Cyclones add to Mozambique’s Public Health Challenges

After two cyclones leaving death and devastation in their wake, Mozambique faces a post-disaster danger – cholera. While endemic to Mozambique, cholera infections skyrocketed after the recent storms, leading the Ministry of Health and international partners to launch massive vaccination campaigns. The outbreak shines a spotlight on Mozambique’s health-care and infrastructure sectors as rapid treatment and access to safe water and sanitation are vital to stopping the spread of
cholera – but difficult to provide to hundreds of thousands of citizens in hard-hit areas. Even before the cyclones, Mozambique struggled to ensure adequate health care and infrastructure amid challenges such as high levels of poverty and food insecurity.
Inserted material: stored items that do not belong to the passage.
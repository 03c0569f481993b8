pub mod presenter;
pub mod schema;
pub mod session;
pub mod submission;
pub mod validation;
pub mod wizard;

pub use presenter::{BannerId, Container, FormView, Presenter, ProgressMark};
pub use schema::{FieldKind, FieldSpec, FormKind, FormSchema, SchemaError, StepSpec, SuccessPanel};
pub use session::{FormEvent, FormSession, SessionReport};
pub use submission::{
    HttpSubmissionEndpoint, SubmissionEndpoint, SubmissionError, SubmissionOutcome,
    SubmissionPayload,
};
pub use validation::{FieldError, FieldValidator, ValidationResult};
pub use wizard::{
    SubmissionResolution, SubmissionTicket, WizardController, WizardError, WizardPhase,
    WizardState,
};
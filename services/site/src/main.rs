use lead_forms_site::run;

#[tokio::main]
async fn main() {
    if let Err(err) = run().await {
        eprintln!("application error: {err}");
        std::process::exit(1);
    }
}
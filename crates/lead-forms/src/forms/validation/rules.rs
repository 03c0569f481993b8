use regex::Regex;
use std::sync::OnceLock;

pub const MIN_PHONE_DIGITS: usize = 10;

fn email_pattern() -> &'static Regex {
    static PATTERN: OnceLock<Regex> = OnceLock::new();
    PATTERN.get_or_init(|| Regex::new(r"^[^\s@]+@[^\s@]+\.[^\s@]+$").expect("email pattern compiles"))
}

fn phone_pattern() -> &'static Regex {
    static PATTERN: OnceLock<Regex> = OnceLock::new();
    PATTERN.get_or_init(|| Regex::new(r"^\+?[1-9]\d{0,14}$").expect("phone pattern compiles"))
}

pub fn is_blank(value: &str) -> bool {
    value.trim().is_empty()
}

/// `local@domain.tld` with no whitespace and a single `@`.
pub fn is_valid_email(value: &str) -> bool {
    email_pattern().is_match(value.trim())
}

/// Drop the formatting characters people type into phone numbers.
pub fn clean_phone(value: &str) -> String {
    value
        .chars()
        .filter(|ch| !matches!(ch, ' ' | '\t' | '-' | '(' | ')' | '.'))
        .collect()
}

pub fn is_valid_phone(value: &str) -> bool {
    let cleaned = clean_phone(value.trim());
    let digits = cleaned.chars().filter(char::is_ascii_digit).count();
    phone_pattern().is_match(&cleaned) && digits >= MIN_PHONE_DIGITS
}

pub fn meets_min_length(value: &str, chars: usize) -> bool {
    value.trim().chars().count() >= chars
}
mod cli;
mod commands;
mod infra;

use lead_forms::error::AppError;

pub async fn run() -> Result<(), AppError> {
    cli::run().await
}
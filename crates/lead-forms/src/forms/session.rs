use std::sync::Arc;
use tokio::sync::mpsc;
use tokio::time::{sleep_until, Instant};
use tracing::{debug, info};

use super::presenter::{BannerId, Presenter};
use super::submission::{SubmissionEndpoint, SubmissionError, SubmissionOutcome};
use super::wizard::{SubmissionTicket, WizardController, WizardError};

/// Typed page events the session reacts to.
#[derive(Debug, Clone, PartialEq, Eq)]
pub enum FormEvent {
    Input { field: String, value: String },
    Choose { field: String, option: String },
    Blur { field: String },
    Next,
    Back,
    Submit,
    DismissBanner(BannerId),
}

impl FormEvent {
    pub fn input(field: impl Into<String>, value: impl Into<String>) -> Self {
        Self::Input {
            field: field.into(),
            value: value.into(),
        }
    }

    pub fn choose(field: impl Into<String>, option: impl Into<String>) -> Self {
        Self::Choose {
            field: field.into(),
            option: option.into(),
        }
    }

    pub fn blur(field: impl Into<String>) -> Self {
        Self::Blur {
            field: field.into(),
        }
    }
}

/// What happened over the lifetime of a session.
pub struct SessionReport<P> {
    pub controller: WizardController<P>,
    pub requests_sent: usize,
    pub rejected: Vec<(FormEvent, WizardError)>,
}

type Completion = (u64, Result<SubmissionOutcome, SubmissionError>);

/// Single-task event loop around one wizard.
///
/// Events are applied strictly in order. A submission runs on a spawned task
/// and its answer re-enters the loop like any other event, so a second
/// `Submit` seen while one is outstanding is refused by the controller.
pub struct FormSession<P, E: ?Sized> {
    controller: WizardController<P>,
    endpoint: Arc<E>,
}

impl<P, E> FormSession<P, E>
where
    P: Presenter,
    E: SubmissionEndpoint + ?Sized + 'static,
{
    pub fn new(controller: WizardController<P>, endpoint: Arc<E>) -> Self {
        Self {
            controller,
            endpoint,
        }
    }

    /// Run until `events` closes and no request is outstanding.
    pub async fn run(mut self, mut events: mpsc::Receiver<FormEvent>) -> SessionReport<P> {
        let (done_tx, mut done_rx) = mpsc::channel::<Completion>(1);
        let mut in_flight: Option<SubmissionTicket> = None;
        let mut events_open = true;
        let mut requests_sent = 0;
        let mut rejected = Vec::new();

        loop {
            if !events_open && in_flight.is_none() {
                break;
            }

            let expiry = self.controller.next_banner_expiry();
            let deadline = expiry.unwrap_or_else(Instant::now);

            tokio::select! {
                event = events.recv(), if events_open => {
                    let Some(event) = event else {
                        events_open = false;
                        continue;
                    };
                    match self.apply(&event) {
                        Ok(Some(ticket)) => {
                            requests_sent += 1;
                            self.dispatch(ticket.clone(), done_tx.clone());
                            in_flight = Some(ticket);
                        }
                        Ok(None) => {}
                        Err(err) => {
                            debug!(?event, error = %err, "event refused");
                            rejected.push((event, err));
                        }
                    }
                }
                Some((id, result)) = done_rx.recv(), if in_flight.is_some() => {
                    match in_flight.take() {
                        Some(ticket) if ticket.id == id => {
                            if let Err(err) = self.controller.complete_submit(&ticket, result) {
                                debug!(error = %err, "late submission result ignored");
                            }
                        }
                        other => in_flight = other,
                    }
                }
                _ = sleep_until(deadline), if expiry.is_some() => {
                    let expired = self.controller.tick();
                    debug!(expired, "banners expired");
                }
            }
        }

        info!(
            requests_sent,
            rejected = rejected.len(),
            phase = self.controller.phase().label(),
            "form session closed"
        );

        SessionReport {
            controller: self.controller,
            requests_sent,
            rejected,
        }
    }

    fn apply(&mut self, event: &FormEvent) -> Result<Option<SubmissionTicket>, WizardError> {
        let controller = &mut self.controller;
        match event {
            FormEvent::Input { field, value } => controller.set_value(field, value.as_str())?,
            FormEvent::Choose { field, option } => controller.choose(field, option)?,
            FormEvent::Blur { field } => {
                controller.blur(field)?;
            }
            FormEvent::Next => {
                controller.advance()?;
            }
            FormEvent::Back => {
                controller.retreat()?;
            }
            FormEvent::Submit => return controller.begin_submit().map(Some),
            FormEvent::DismissBanner(id) => {
                controller.dismiss_banner(*id);
            }
        }
        Ok(None)
    }

    fn dispatch(&self, ticket: SubmissionTicket, done: mpsc::Sender<Completion>) {
        let endpoint = Arc::clone(&self.endpoint);
        tokio::spawn(async move {
            let result = endpoint.submit(ticket.path, &ticket.payload).await;
            let _ = done.send((ticket.id, result)).await;
        });
    }
}
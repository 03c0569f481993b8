use chrono::{DateTime, Utc};
use serde::Serialize;
use std::collections::BTreeMap;

use crate::forms::schema::{FieldSpec, FormSchema};
use crate::forms::submission::SubmissionPayload;
use crate::forms::validation::FieldValues;

#[derive(Debug, Clone, PartialEq, Eq, Serialize)]
#[serde(tag = "phase", rename_all = "snake_case")]
pub enum WizardPhase {
    /// Collecting input on `current_step`.
    Editing,
    /// One request is outstanding; `ticket` identifies it.
    Submitting { ticket: u64 },
    /// Terminal. The form has been replaced by the thank-you panel.
    Succeeded { at: DateTime<Utc> },
    /// Last attempt failed; still on the final step with input intact.
    Failed { message: String },
}

impl WizardPhase {
    pub const fn label(&self) -> &'static str {
        match self {
            Self::Editing => "Editing",
            Self::Submitting { .. } => "Submitting",
            Self::Succeeded { .. } => "Succeeded",
            Self::Failed { .. } => "Failed",
        }
    }
}

/// A single input and its current validity flag.
#[derive(Debug, Clone, PartialEq, Eq, Serialize)]
pub struct FormField {
    pub spec: FieldSpec,
    pub value: String,
    pub invalid: Option<&'static str>,
}

#[derive(Debug, Clone, Serialize)]
pub struct WizardState {
    pub(super) current_step: usize,
    pub(super) total_steps: usize,
    pub(super) fields: BTreeMap<&'static str, FormField>,
    pub(super) phase: WizardPhase,
}

impl WizardState {
    pub fn new(schema: &FormSchema) -> Self {
        let fields = schema
            .fields()
            .map(|spec| {
                (
                    spec.name,
                    FormField {
                        spec: spec.clone(),
                        value: String::new(),
                        invalid: None,
                    },
                )
            })
            .collect();

        Self {
            current_step: 1,
            total_steps: schema.total_steps(),
            fields,
            phase: WizardPhase::Editing,
        }
    }

    pub fn current_step(&self) -> usize {
        self.current_step
    }

    pub fn total_steps(&self) -> usize {
        self.total_steps
    }

    pub fn phase(&self) -> &WizardPhase {
        &self.phase
    }

    pub fn field(&self, name: &str) -> Option<&FormField> {
        self.fields.get(name)
    }

    pub fn value(&self, name: &str) -> Option<&str> {
        self.fields.get(name).map(|field| field.value.as_str())
    }

    pub fn invalid_fields(&self) -> Vec<&'static str> {
        self.fields
            .iter()
            .filter(|(_, field)| field.invalid.is_some())
            .map(|(name, _)| *name)
            .collect()
    }

    /// Every field's value; choice fields with nothing picked are left out.
    pub fn payload(&self) -> SubmissionPayload {
        let values = self
            .fields
            .iter()
            .filter(|(_, field)| !(field.spec.kind.is_choice() && field.value.trim().is_empty()))
            .map(|(name, field)| (name.to_string(), field.value.clone()))
            .collect();
        SubmissionPayload(values)
    }

    pub(super) fn field_mut(&mut self, name: &str) -> Option<&mut FormField> {
        self.fields.get_mut(name)
    }
}

impl FieldValues for WizardState {
    fn value_of(&self, field: &str) -> &str {
        self.value(field).unwrap_or("")
    }
}
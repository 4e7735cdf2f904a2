//! # sync-core
//!
//! Pure logic for Tether (no I/O, instant tests).
//!
//! This crate implements the handle arena and the session lifecycle state
//! machine without touching any engine, enabling fast unit tests.
//!
//! ## Design Philosophy
//!
//! All modules in this crate are **pure** - they take input and produce output
//! without side effects. The actual engine calls are performed by
//! `sync-bridge`, which interprets the actions produced by the state machine.

#![warn(missing_docs)]
#![warn(clippy::all)]

pub mod arena;
pub mod state;

pub use arena::{ArenaError, HandleArena};
pub use state::{Action, Event, SessionEvent, SessionState, UnbindMode};
//! Engine error type.

use thiserror::Error;

/// Failures reported by an engine client or session.
#[derive(Debug, Error)]
pub enum EngineError {
    /// The credential was refused.
    #[error("invalid credential: {0}")]
    InvalidCredential(String),

    /// The remote endpoint was refused.
    #[error("invalid url: {0}")]
    InvalidUrl(String),

    /// The session has been shut down or aborted.
    #[error("session closed")]
    Closed,

    /// Any other refusal.
    #[error("rejected: {0}")]
    Rejected(String),

    /// Local file access failed.
    #[error("I/O error: {0}")]
    Io(#[from] std::io::Error),
}
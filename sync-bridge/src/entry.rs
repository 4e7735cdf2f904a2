//! Per-handle session wrapper.

use std::panic::{self, AssertUnwindSafe};
use std::sync::Arc;

use parking_lot::Mutex;
use sync_core::{Action, Event, SessionEvent, SessionState};
use sync_engine::{EngineSession, SessionObserver};
use sync_types::LocalPath;
use tokio::sync::RwLock;

use crate::boundary::panic_message;
use crate::metrics::BridgeMetrics;

/// What the arena stores for each live handle.
///
/// Held behind an `Arc` so a forced unbind can detach it while a forwarded
/// call still runs against it.
pub(crate) struct SessionEntry {
    pub(crate) local_path: LocalPath,
    pub(crate) session: Arc<dyn EngineSession>,
    pub(crate) observer: Option<Arc<GuardedObserver>>,
    state: Mutex<SessionState>,
    /// Shared by each forwarded call, taken exclusively to await quiescence.
    pub(crate) in_flight: RwLock<()>,
}

impl SessionEntry {
    pub(crate) fn new(
        local_path: LocalPath,
        session: Arc<dyn EngineSession>,
        observer: Option<Arc<GuardedObserver>>,
    ) -> Self {
        Self {
            local_path,
            session,
            observer,
            state: Mutex::new(SessionState::new()),
            in_flight: RwLock::new(()),
        }
    }

    /// Feed one event to the state machine.
    ///
    /// Returns the name of the state the event arrived in, plus the actions
    /// the transition produced.
    pub(crate) fn step(&self, event: Event) -> (&'static str, Vec<Action>) {
        let mut state = self.state.lock();
        let previous = std::mem::take(&mut *state);
        let name = previous.name();
        let (next, actions) = previous.on_event(event);
        *state = next;
        (name, actions)
    }

    pub(crate) fn state(&self) -> SessionState {
        self.state.lock().clone()
    }
}

impl std::fmt::Debug for SessionEntry {
    fn fmt(&self, f: &mut std::fmt::Formatter<'_>) -> std::fmt::Result {
        f.debug_struct("SessionEntry")
            .field("local_path", &self.local_path)
            .field("state", &*self.state.lock())
            .field("has_observer", &self.observer.is_some())
            .finish_non_exhaustive()
    }
}

/// Caller observer with panics contained.
///
/// The engine receives this wrapper too, so events raised on engine threads
/// cannot unwind into the engine either.
pub(crate) struct GuardedObserver {
    inner: Arc<dyn SessionObserver>,
    metrics: Arc<BridgeMetrics>,
}

impl GuardedObserver {
    pub(crate) fn new(inner: Arc<dyn SessionObserver>, metrics: Arc<BridgeMetrics>) -> Self {
        Self { inner, metrics }
    }

    /// Deliver an event, returning the panic message if the observer panicked.
    pub(crate) fn deliver(&self, event: &SessionEvent) -> Result<(), String> {
        panic::catch_unwind(AssertUnwindSafe(|| self.inner.on_event(event))).map_err(|payload| {
            BridgeMetrics::incr(&self.metrics.panics_caught);
            let message = panic_message(payload.as_ref());
            tracing::warn!(
                event = event.kind(),
                "Observer panicked delivering event: {}",
                message
            );
            message
        })
    }
}

impl SessionObserver for GuardedObserver {
    fn on_event(&self, event: &SessionEvent) {
        // Engine threads have nobody to report to; deliver() already logged it.
        let _ = self.deliver(event);
    }
}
While health-care access, financing, infrastructure, and staffing have improved since the end of the civil war in 1992, the country’s health sector continues to rely on external financial support – and will likely need more in the wake of Idai
and Kenneth. In a national Afrobarometer survey in mid-2018, a majority of Mozambicans expressed
satisfaction with the government’s progress in improving basic health services, as well as with
their own experiences at public health facilities. But almost two-thirds of citizens – and almost
all of the poorest citizens – reported going without needed care during the previous year.